(SOURCE RECORDS begins)
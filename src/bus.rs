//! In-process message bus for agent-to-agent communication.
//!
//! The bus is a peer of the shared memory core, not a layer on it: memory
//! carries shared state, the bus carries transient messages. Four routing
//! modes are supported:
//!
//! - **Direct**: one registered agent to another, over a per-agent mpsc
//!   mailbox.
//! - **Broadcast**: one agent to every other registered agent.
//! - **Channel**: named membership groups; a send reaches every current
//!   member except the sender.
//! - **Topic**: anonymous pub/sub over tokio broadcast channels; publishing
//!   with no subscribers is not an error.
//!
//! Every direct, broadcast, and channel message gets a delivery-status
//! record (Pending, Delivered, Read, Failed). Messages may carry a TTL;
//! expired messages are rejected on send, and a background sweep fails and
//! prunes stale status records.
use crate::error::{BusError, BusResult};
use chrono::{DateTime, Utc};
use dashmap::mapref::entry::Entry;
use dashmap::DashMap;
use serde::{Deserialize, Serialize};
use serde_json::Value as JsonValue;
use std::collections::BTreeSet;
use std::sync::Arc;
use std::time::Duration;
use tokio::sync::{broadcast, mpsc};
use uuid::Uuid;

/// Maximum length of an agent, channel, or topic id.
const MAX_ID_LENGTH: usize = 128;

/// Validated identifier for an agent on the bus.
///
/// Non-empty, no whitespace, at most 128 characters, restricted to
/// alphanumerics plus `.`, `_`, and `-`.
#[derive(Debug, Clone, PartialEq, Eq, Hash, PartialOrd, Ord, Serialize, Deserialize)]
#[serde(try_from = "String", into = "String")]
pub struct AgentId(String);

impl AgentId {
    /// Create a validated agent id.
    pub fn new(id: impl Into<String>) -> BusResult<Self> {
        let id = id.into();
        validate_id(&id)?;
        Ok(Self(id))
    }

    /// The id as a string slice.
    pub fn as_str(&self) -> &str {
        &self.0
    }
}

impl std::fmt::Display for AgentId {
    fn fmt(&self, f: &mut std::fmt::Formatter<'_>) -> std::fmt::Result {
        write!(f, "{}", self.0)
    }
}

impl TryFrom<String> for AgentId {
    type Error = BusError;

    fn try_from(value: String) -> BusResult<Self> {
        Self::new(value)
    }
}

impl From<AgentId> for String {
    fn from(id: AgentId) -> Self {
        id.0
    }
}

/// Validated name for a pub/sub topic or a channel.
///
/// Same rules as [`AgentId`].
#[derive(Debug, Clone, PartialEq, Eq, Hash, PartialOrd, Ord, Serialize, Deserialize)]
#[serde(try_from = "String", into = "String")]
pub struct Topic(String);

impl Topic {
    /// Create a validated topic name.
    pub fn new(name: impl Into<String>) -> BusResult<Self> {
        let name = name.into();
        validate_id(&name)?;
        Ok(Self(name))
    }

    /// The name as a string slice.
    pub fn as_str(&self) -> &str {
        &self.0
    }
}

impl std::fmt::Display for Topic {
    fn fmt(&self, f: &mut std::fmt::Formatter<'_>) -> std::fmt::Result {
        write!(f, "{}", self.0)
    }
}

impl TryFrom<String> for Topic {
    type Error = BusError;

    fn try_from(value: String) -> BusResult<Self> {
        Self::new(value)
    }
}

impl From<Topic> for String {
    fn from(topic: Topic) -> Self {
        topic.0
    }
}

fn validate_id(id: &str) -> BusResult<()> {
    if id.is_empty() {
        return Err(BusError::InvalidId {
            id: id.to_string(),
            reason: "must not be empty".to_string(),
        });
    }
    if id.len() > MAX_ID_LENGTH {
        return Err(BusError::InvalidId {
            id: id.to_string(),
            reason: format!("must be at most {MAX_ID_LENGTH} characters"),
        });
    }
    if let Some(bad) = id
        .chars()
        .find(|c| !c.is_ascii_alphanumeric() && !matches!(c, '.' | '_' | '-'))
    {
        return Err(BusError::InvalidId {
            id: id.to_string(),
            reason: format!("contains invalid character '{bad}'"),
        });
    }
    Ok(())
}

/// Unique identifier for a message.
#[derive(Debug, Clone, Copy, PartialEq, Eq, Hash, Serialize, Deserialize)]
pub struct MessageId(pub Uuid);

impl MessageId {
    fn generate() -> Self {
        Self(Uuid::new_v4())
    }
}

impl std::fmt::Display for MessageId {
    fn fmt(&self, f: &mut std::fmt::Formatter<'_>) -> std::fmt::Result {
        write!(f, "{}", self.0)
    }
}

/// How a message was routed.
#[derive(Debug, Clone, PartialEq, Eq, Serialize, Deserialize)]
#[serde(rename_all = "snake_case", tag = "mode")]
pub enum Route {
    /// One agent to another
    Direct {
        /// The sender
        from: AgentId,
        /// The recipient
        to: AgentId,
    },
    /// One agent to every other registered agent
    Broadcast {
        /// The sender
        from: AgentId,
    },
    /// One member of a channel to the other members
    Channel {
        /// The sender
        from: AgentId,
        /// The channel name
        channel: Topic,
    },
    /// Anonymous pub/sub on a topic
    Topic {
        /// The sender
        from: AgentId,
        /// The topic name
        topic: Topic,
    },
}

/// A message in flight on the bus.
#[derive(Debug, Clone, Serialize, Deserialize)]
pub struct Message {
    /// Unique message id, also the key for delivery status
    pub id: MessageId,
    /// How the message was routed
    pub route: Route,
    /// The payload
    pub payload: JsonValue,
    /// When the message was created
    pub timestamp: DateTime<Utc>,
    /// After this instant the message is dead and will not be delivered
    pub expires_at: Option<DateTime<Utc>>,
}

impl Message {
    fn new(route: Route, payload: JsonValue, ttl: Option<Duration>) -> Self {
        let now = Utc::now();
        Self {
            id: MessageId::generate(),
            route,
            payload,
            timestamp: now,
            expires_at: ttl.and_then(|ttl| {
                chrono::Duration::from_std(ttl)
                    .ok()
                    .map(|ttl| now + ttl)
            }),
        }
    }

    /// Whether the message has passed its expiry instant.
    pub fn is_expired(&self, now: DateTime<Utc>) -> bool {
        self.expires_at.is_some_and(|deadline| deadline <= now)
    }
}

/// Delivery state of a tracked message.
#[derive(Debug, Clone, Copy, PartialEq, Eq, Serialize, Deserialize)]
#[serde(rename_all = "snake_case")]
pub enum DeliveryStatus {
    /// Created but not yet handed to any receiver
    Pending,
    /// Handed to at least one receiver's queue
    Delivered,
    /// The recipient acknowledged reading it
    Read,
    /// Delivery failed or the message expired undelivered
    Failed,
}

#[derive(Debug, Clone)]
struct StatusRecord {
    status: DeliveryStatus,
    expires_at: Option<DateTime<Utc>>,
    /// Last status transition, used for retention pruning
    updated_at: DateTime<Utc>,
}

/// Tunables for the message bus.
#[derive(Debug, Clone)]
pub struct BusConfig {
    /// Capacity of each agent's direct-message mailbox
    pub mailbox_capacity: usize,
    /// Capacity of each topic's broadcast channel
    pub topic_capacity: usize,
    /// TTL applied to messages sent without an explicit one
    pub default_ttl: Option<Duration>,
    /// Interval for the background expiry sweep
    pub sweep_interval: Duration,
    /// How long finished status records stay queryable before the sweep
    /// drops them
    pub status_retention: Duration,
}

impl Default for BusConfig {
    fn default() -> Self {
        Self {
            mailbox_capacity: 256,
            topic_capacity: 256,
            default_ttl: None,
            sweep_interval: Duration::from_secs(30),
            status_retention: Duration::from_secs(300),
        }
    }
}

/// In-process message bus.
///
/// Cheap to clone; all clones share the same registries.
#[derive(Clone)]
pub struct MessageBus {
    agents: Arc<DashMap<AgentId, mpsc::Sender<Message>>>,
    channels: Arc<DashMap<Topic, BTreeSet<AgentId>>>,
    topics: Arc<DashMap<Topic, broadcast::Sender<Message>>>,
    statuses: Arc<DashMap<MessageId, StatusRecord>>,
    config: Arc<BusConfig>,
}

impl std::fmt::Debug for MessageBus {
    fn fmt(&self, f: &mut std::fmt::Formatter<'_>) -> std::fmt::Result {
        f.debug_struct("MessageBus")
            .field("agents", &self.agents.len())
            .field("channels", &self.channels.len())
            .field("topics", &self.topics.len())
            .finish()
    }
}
(SOURCE RECORDS ends)
(SOURCE RECORDS begins)
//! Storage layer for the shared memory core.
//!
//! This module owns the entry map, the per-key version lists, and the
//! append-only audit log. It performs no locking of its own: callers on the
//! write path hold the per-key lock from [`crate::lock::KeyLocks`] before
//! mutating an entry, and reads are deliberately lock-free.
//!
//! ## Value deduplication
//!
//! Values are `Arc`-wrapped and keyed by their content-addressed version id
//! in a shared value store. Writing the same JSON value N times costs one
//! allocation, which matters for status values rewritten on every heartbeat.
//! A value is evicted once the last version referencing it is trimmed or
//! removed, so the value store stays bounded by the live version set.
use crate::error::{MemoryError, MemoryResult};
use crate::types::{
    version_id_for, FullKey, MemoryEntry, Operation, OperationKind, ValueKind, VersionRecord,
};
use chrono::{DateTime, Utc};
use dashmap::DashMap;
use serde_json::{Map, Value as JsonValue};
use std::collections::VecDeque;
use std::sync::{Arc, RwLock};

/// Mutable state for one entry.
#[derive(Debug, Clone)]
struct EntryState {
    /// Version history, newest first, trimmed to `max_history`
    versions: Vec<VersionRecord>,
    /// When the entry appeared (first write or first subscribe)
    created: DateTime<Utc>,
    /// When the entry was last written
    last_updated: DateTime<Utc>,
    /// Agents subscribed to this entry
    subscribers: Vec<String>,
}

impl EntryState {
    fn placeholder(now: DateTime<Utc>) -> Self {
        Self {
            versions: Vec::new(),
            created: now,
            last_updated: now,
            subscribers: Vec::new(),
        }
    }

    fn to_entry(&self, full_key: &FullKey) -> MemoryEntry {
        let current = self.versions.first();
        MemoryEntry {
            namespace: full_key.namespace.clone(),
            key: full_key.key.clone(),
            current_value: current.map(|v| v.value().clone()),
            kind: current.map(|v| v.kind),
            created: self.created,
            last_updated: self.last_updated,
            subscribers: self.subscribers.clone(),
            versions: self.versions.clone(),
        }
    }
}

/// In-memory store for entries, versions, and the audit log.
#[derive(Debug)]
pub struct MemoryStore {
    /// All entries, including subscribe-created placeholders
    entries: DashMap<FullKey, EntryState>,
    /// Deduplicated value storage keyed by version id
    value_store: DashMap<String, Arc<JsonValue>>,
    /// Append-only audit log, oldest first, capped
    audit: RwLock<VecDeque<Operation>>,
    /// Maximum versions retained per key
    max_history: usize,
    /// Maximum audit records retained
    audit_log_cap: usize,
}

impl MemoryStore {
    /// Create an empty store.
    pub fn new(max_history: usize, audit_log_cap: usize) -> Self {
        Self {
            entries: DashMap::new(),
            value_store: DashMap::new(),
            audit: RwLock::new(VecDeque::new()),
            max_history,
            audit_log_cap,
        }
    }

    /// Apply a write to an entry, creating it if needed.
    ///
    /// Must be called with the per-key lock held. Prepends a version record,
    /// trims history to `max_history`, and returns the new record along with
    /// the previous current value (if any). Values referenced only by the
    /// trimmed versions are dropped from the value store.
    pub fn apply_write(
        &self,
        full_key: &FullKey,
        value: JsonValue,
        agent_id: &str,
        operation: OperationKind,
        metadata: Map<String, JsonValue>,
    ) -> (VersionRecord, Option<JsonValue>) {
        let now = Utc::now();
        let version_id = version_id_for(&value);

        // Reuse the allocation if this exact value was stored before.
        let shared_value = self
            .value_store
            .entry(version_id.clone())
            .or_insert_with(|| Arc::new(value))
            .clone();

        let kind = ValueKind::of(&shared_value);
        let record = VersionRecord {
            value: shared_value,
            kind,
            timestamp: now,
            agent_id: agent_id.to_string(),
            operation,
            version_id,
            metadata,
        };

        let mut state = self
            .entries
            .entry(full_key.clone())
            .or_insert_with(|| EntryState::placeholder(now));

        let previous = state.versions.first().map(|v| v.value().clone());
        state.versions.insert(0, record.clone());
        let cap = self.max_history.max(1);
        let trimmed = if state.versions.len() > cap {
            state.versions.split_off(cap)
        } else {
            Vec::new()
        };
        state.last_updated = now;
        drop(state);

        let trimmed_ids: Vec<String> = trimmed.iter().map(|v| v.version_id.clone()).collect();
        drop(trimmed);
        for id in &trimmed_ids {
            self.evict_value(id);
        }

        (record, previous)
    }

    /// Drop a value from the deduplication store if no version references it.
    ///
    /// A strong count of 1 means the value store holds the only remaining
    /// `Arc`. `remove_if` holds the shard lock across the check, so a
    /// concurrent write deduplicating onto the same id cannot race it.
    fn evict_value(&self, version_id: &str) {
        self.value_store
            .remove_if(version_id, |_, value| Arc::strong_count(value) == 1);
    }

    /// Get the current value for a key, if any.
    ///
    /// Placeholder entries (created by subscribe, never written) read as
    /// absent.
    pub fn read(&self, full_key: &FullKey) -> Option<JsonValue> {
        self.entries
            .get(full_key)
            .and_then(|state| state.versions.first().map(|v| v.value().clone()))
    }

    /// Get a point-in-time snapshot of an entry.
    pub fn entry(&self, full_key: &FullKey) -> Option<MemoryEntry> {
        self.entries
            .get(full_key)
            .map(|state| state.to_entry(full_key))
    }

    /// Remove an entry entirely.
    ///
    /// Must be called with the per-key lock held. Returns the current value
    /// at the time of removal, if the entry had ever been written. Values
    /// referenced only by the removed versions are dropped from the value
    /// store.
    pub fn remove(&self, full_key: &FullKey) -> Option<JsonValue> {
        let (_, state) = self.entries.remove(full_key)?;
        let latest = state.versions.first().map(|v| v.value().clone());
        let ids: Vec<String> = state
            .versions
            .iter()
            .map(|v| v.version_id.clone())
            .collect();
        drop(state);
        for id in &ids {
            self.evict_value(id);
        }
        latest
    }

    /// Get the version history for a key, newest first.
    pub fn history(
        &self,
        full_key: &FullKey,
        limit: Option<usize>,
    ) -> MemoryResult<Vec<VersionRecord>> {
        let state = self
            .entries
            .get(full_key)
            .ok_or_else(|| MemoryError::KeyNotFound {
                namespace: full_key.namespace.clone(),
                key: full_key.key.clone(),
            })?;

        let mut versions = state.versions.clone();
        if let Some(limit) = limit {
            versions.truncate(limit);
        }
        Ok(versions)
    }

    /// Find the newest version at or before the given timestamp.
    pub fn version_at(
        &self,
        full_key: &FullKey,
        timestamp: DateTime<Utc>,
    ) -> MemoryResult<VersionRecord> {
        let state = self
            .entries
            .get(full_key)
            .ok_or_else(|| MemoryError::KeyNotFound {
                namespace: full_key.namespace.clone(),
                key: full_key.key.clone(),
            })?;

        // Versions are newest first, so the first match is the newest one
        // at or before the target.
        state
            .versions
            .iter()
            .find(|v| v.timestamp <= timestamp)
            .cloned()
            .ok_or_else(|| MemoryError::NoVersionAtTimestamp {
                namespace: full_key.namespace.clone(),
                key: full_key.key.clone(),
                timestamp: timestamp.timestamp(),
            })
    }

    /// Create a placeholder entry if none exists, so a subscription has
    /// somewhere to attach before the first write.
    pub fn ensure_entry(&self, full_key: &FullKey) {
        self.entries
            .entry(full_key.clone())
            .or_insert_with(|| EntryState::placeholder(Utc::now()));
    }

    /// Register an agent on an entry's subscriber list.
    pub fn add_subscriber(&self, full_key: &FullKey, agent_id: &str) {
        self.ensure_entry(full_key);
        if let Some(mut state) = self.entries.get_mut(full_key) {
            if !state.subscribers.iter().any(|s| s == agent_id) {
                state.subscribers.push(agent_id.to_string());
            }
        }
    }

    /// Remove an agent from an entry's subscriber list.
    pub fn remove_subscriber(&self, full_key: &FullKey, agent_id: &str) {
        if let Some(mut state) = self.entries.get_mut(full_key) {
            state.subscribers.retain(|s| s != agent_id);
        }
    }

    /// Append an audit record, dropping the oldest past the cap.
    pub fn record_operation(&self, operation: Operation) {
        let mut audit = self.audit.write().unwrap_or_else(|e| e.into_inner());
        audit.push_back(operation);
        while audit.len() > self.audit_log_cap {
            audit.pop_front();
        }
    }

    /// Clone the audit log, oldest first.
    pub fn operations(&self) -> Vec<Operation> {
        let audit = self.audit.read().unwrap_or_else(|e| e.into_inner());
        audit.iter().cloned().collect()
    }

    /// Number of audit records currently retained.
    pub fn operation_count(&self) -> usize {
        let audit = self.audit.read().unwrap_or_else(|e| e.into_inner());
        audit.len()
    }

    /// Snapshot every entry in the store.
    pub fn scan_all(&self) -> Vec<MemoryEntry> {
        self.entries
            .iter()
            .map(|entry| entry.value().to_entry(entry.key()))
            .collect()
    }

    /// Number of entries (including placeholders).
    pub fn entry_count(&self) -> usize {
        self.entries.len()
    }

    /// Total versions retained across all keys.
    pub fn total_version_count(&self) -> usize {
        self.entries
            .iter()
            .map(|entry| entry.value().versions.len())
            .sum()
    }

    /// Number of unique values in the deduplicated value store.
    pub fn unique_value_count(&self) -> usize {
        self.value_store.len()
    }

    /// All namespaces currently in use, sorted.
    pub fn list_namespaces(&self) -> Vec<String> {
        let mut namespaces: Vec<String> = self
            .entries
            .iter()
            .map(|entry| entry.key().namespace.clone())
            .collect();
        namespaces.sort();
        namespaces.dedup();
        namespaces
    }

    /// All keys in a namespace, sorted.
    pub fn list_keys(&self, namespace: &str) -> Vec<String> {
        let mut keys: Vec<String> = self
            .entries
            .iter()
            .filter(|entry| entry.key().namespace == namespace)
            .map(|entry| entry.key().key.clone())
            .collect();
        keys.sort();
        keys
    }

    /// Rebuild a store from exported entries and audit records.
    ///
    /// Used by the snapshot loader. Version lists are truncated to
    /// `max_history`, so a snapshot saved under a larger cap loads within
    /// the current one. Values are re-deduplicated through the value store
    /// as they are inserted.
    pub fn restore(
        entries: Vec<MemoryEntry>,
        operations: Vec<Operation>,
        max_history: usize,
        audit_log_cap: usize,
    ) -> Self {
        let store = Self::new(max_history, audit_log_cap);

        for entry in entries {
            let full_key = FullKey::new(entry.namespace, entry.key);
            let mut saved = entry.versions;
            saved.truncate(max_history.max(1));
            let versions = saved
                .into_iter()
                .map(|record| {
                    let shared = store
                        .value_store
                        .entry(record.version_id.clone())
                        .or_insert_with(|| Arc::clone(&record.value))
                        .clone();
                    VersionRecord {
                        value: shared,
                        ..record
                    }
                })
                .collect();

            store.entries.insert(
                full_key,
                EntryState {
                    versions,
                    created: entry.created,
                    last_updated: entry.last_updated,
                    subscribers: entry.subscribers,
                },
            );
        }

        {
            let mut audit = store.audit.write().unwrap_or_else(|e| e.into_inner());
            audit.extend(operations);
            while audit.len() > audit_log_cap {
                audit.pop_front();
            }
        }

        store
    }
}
(SOURCE RECORDS ends)
(SOURCE RECORDS begins)
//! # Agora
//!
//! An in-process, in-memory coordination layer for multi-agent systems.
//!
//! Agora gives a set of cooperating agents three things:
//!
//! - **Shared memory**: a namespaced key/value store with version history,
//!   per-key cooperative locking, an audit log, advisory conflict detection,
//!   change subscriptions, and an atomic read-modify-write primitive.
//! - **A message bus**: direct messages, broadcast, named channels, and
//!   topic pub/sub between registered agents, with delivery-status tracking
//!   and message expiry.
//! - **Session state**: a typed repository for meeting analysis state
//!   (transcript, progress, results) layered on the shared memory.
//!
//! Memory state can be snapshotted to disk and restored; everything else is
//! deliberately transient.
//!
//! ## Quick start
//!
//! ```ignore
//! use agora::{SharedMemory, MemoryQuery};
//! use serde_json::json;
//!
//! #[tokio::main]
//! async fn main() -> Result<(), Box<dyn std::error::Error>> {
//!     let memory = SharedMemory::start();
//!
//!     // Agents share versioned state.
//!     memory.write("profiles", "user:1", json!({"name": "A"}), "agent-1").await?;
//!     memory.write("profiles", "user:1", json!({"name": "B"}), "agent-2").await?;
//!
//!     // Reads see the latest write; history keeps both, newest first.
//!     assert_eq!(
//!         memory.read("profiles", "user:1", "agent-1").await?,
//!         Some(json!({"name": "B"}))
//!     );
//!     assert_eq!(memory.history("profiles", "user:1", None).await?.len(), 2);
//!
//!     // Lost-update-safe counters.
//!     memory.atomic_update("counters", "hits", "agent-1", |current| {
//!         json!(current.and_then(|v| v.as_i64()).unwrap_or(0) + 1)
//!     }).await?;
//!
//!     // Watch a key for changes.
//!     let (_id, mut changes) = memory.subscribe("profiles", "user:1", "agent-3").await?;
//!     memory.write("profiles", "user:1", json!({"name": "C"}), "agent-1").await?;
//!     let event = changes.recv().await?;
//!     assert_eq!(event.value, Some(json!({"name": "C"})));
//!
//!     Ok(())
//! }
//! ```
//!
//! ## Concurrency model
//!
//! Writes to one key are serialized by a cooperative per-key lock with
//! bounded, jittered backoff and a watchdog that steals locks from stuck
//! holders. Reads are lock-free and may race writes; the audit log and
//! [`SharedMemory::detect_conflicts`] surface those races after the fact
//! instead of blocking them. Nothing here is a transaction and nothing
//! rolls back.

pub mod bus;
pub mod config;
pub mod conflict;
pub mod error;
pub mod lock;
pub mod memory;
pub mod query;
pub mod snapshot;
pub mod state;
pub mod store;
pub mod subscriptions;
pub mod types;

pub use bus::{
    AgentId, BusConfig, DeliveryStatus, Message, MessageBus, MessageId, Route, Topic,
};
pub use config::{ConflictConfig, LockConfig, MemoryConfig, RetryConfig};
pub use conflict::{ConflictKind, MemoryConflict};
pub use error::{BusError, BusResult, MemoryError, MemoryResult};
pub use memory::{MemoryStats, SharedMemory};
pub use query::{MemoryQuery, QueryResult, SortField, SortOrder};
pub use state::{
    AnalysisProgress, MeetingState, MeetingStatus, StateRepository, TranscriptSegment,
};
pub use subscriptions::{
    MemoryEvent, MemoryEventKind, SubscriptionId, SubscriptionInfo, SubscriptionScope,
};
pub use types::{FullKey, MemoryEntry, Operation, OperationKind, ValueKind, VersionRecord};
(SOURCE RECORDS ends)
# TASK BRIEF
How many lines in the records above contain the word "StatusRecord"? Reply with the number and nothing more.

# SOLVED PROBLEM
2